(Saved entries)
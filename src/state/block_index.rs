//! The block tree index: every known `BlockNode` keyed by hash, plus the
//! height-indexed main-chain array.
//!
//! Grounded on `protocol/state/blockindex.go`. `SetMainChain`'s walk stops as
//! soon as it reaches a height whose slot already holds `node` — the only
//! thing keeping repeated calls sub-linear once a reorg has settled onto a
//! long common prefix, and worth preserving exactly (see SPEC_FULL.md §B).

use crate::block::BlockHeader;
use crate::consensus;
use crate::difficulty;
use crate::hash::Hash;
use num_bigint::BigUint;
use parking_lot::RwLock;
use std::collections::HashMap;
use std::sync::Arc;

/// Roughly how many blocks accumulate per day at the target block interval;
/// used only to size the main-chain array's initial allocation.
const APPROX_NODES_PER_DAY: usize = (24 * 60 * 60) / difficulty::TARGET_SECONDS_PER_BLOCK as usize;

#[derive(Debug, Clone)]
pub struct BlockNode {
    pub parent: Option<Arc<BlockNode>>,
    pub hash: Hash,
    pub work_sum: BigUint,

    pub version: u64,
    pub height: u64,
    pub timestamp: u64,
    pub target: u64,
    pub transaction_root: Hash,
    pub witness_root: Hash,
}

impl BlockNode {
    pub fn new(header: &BlockHeader, parent: Option<Arc<BlockNode>>) -> BlockNode {
        let target = header.proof.target();
        let mut work_sum = difficulty::work(target);
        if header.height != 0 {
            let parent = parent.as_ref().expect("non-genesis node must have a parent");
            work_sum += &parent.work_sum;
        }

        BlockNode {
            parent,
            hash: header.hash(),
            work_sum,
            version: header.version,
            height: header.height,
            timestamp: header.timestamp,
            target,
            transaction_root: header.transaction_root,
            witness_root: header.witness_root,
        }
    }

    pub fn previous_hash(&self) -> Hash {
        self.parent.as_ref().map(|p| p.hash).unwrap_or(Hash::ZERO)
    }

    /// Median of this node and up to `MEDIAN_TIME_BLOCKS - 1` ancestors'
    /// timestamps, used to bound how far back a child's timestamp may fall.
    pub fn calc_past_median_time(&self) -> u64 {
        let mut timestamps = Vec::with_capacity(consensus::MEDIAN_TIME_BLOCKS);
        timestamps.push(self.timestamp);
        let mut cur = self.parent.clone();
        while let Some(node) = cur {
            if timestamps.len() >= consensus::MEDIAN_TIME_BLOCKS {
                break;
            }
            timestamps.push(node.timestamp);
            cur = node.parent.clone();
        }
        timestamps.sort_unstable();
        timestamps[timestamps.len() / 2]
    }

    /// Target the next block on top of this node must satisfy.
    pub fn hint_next_target(&self) -> u64 {
        let next_height = self.height + 1;
        if next_height % difficulty::BLOCKS_PER_RETARGET != 0 {
            return self.target;
        }

        let first_retarget_time = self
            .ancestor_at(next_height.saturating_sub(difficulty::BLOCKS_PER_RETARGET))
            .map(|n| n.timestamp)
            .unwrap_or(self.timestamp);

        difficulty::calc_next_required_difficulty(
            self.target,
            next_height,
            self.timestamp,
            first_retarget_time,
        )
    }

    /// Walks parent pointers from this node down to `height`, inclusive.
    fn ancestor_at(&self, height: u64) -> Option<Arc<BlockNode>> {
        if height > self.height {
            return None;
        }
        let mut cur = self.parent.clone()?;
        if self.height == height {
            return None; // no parent arc for self; callers fall back to self.timestamp
        }
        while cur.height > height {
            cur = cur.parent.clone()?;
        }
        Some(cur)
    }
}

/// Hash-keyed tree of every known block, plus a growable height-indexed
/// main-chain array.
pub struct BlockIndex {
    inner: RwLock<Inner>,
}

struct Inner {
    index: HashMap<Hash, Arc<BlockNode>>,
    main_chain: Vec<Option<Arc<BlockNode>>>,
}

impl BlockIndex {
    pub fn new() -> BlockIndex {
        BlockIndex {
            inner: RwLock::new(Inner {
                index: HashMap::new(),
                main_chain: Vec::with_capacity(APPROX_NODES_PER_DAY),
            }),
        }
    }

    pub fn add_node(&self, node: Arc<BlockNode>) {
        self.inner.write().index.insert(node.hash, node);
    }

    pub fn get_node(&self, hash: &Hash) -> Option<Arc<BlockNode>> {
        self.inner.read().index.get(hash).cloned()
    }

    pub fn block_exists(&self, hash: &Hash) -> bool {
        self.inner.read().index.contains_key(hash)
    }

    pub fn best_node(&self) -> Option<Arc<BlockNode>> {
        self.inner.read().main_chain.last().cloned().flatten()
    }

    fn node_by_height_locked(inner: &Inner, height: u64) -> Option<Arc<BlockNode>> {
        inner
            .main_chain
            .get(height as usize)
            .cloned()
            .flatten()
    }

    pub fn node_by_height(&self, height: u64) -> Option<Arc<BlockNode>> {
        Self::node_by_height_locked(&self.inner.read(), height)
    }

    pub fn in_main_chain(&self, hash: &Hash) -> bool {
        let inner = self.inner.read();
        match inner.index.get(hash) {
            Some(node) => Self::node_by_height_locked(&inner, node.height)
                .map(|n| n.hash == node.hash)
                .unwrap_or(false),
            None => false,
        }
    }

    /// Grows `main_chain` to cover `node`'s height, then walks parent
    /// pointers writing each ancestor into its height slot until it finds a
    /// slot that already holds that exact node.
    pub fn set_main_chain(&self, mut node: Arc<BlockNode>) {
        let mut inner = self.inner.write();
        let needed = (node.height + 1) as usize;
        if inner.main_chain.len() < needed {
            inner.main_chain.resize(needed, None);
        } else {
            inner.main_chain.truncate(needed);
        }

        loop {
            let height = node.height as usize;
            let already_set = inner.main_chain[height]
                .as_ref()
                .map(|n| n.hash == node.hash)
                .unwrap_or(false);
            if already_set {
                break;
            }
            inner.main_chain[height] = Some(node.clone());
            match &node.parent {
                Some(p) => node = p.clone(),
                None => break,
            }
        }
    }
}

impl Default for BlockIndex {
    fn default() -> Self {
        Self::new()
    }
}
use std::fmt;

/// Stable, pattern-matchable error kinds for the core.
///
/// Grouped the way spec.md §7 groups them (structural / consensus / utxo /
/// mempool / storage / identifiers) rather than as one flat list, so callers
/// can match on a whole group when they only care about the category.
#[derive(Debug, Clone, PartialEq, Eq)]
pub enum CoreError {
    // -- structural --
    InvalidTransactionSize,
    BadLockTime,
    EmptyInputIDs,
    EmptyScriptHash,
    MissingField(&'static str),

    // -- consensus --
    VersionRegression { parent: u64, block: u64 },
    MisorderedBlockHeight { expected: u64, got: u64 },
    MismatchedBlock,
    BadTimestamp,
    BadBits,
    BadWork,
    MismatchedMerkleRoot,
    WrongCoinbaseTransaction(String),
    OverBlockLimit,
    NegativeFee,

    // -- utxo --
    UtxoNotFound,
    UtxoAlreadySpent,
    CoinbaseImmature,
    RevertUnspent,

    // -- mempool --
    TransactionNotExist,
    PoolFull,
    DustTx,

    // -- storage --
    BlockNotFound,
    TransactionNotFound,
    EvidenceNotFound,
    Corrupt(String),

    // -- identifiers --
    InvalidBlockID(String),
    InvalidTransactionID(String),
    InvalidEvidenceID(String),
}

impl fmt::Display for CoreError {
    fn fmt(&self, f: &mut fmt::Formatter<'_>) -> fmt::Result {
        match self {
            CoreError::InvalidTransactionSize => write!(f, "invalid transaction size"),
            CoreError::BadLockTime => write!(f, "invalid transaction lock time"),
            CoreError::EmptyInputIDs => write!(f, "got the empty input ids"),
            CoreError::EmptyScriptHash => write!(f, "transaction has output with empty script hash"),
            CoreError::MissingField(name) => write!(f, "missing required field: {name}"),

            CoreError::VersionRegression { parent, block } => {
                write!(f, "version regression: previous block version {parent}, current block version {block}")
            }
            CoreError::MisorderedBlockHeight { expected, got } => {
                write!(f, "misordered block height: expected {expected}, got {got}")
            }
            CoreError::MismatchedBlock => write!(f, "mismatched block"),
            CoreError::BadTimestamp => write!(f, "block timestamp is not in the valid range"),
            CoreError::BadBits => write!(f, "block bits is invalid"),
            CoreError::BadWork => write!(f, "invalid difficulty proof of work"),
            CoreError::MismatchedMerkleRoot => write!(f, "mismatched merkle root"),
            CoreError::WrongCoinbaseTransaction(detail) => write!(f, "wrong coinbase transaction: {detail}"),
            CoreError::OverBlockLimit => write!(f, "block is over the limit"),
            CoreError::NegativeFee => write!(f, "block spends more than its transactions produce"),

            CoreError::UtxoNotFound => write!(f, "fail to find utxo entry"),
            CoreError::UtxoAlreadySpent => write!(f, "utxo has been spent"),
            CoreError::CoinbaseImmature => write!(f, "coinbase utxo is not ready for use"),
            CoreError::RevertUnspent => write!(f, "try to revert an unspent utxo"),

            CoreError::TransactionNotExist => write!(f, "transaction is not in the mempool"),
            CoreError::PoolFull => write!(f, "transaction pool reached the max number"),
            CoreError::DustTx => write!(f, "transaction is dust"),

            CoreError::BlockNotFound => write!(f, "block not found"),
            CoreError::TransactionNotFound => write!(f, "transaction not found"),
            CoreError::EvidenceNotFound => write!(f, "evidence not found"),
            CoreError::Corrupt(detail) => write!(f, "corrupt storage: {detail}"),

            CoreError::InvalidBlockID(id) => write!(f, "invalid block id: {id}"),
            CoreError::InvalidTransactionID(id) => write!(f, "invalid transaction id: {id}"),
            CoreError::InvalidEvidenceID(id) => write!(f, "invalid evidence id: {id}"),
        }
    }
}

impl std::error::Error for CoreError {}

pub type CoreResult<T> = Result<T, CoreError>;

- [EXERCISE DESCRIPTION]:
Pull out every line holding "push" from the records above, and copy it.

- [SOLVED PROBLEM]:
        timestamps.push(self.timestamp);
            timestamps.push(node.timestamp);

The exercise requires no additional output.